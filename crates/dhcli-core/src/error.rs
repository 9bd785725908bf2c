//! Error types for dhcli-core

use thiserror::Error;

/// Result type alias using dhcli-core's Error type
pub type Result<T> = std::result::Result<T, Error>;

/// Core error types for dhcli
#[derive(Error, Debug)]
pub enum Error {
    /// Configuration file not found
    #[error("Configuration file not found: {path}")]
    ConfigNotFound { path: String },

    /// Invalid configuration value
    #[error("Invalid configuration: {message}")]
    InvalidConfig { message: String },

    /// YAML parsing error
    #[error("Failed to parse {path}: {source}")]
    YamlParse {
        path: String,
        #[source]
        source: serde_yaml_ng::Error,
    },

    /// IO error
    #[error("IO error: {0}")]
    Io(#[from] std::io::Error),

    /// A configured URL could not be parsed
    #[error("Invalid URL '{url}': {source}")]
    InvalidUrl {
        url: String,
        #[source]
        source: url::ParseError,
    },
}

impl Error {
    /// Create a config not found error
    pub fn config_not_found(path: impl Into<String>) -> Self {
        Self::ConfigNotFound { path: path.into() }
    }

    /// Create an invalid config error
    pub fn invalid_config(message: impl Into<String>) -> Self {
        Self::InvalidConfig {
            message: message.into(),
        }
    }

    /// Create an invalid URL error
    pub fn invalid_url(url: impl Into<String>, source: url::ParseError) -> Self {
        Self::InvalidUrl {
            url: url.into(),
            source,
        }
    }
}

○ ○ ○ ○ ○ ○ ○

### Your task
Extract all lines from the material above that include the word "Create".

### Result for this task
    /// Create a config not found error
    /// Create an invalid config error
    /// Create an invalid URL error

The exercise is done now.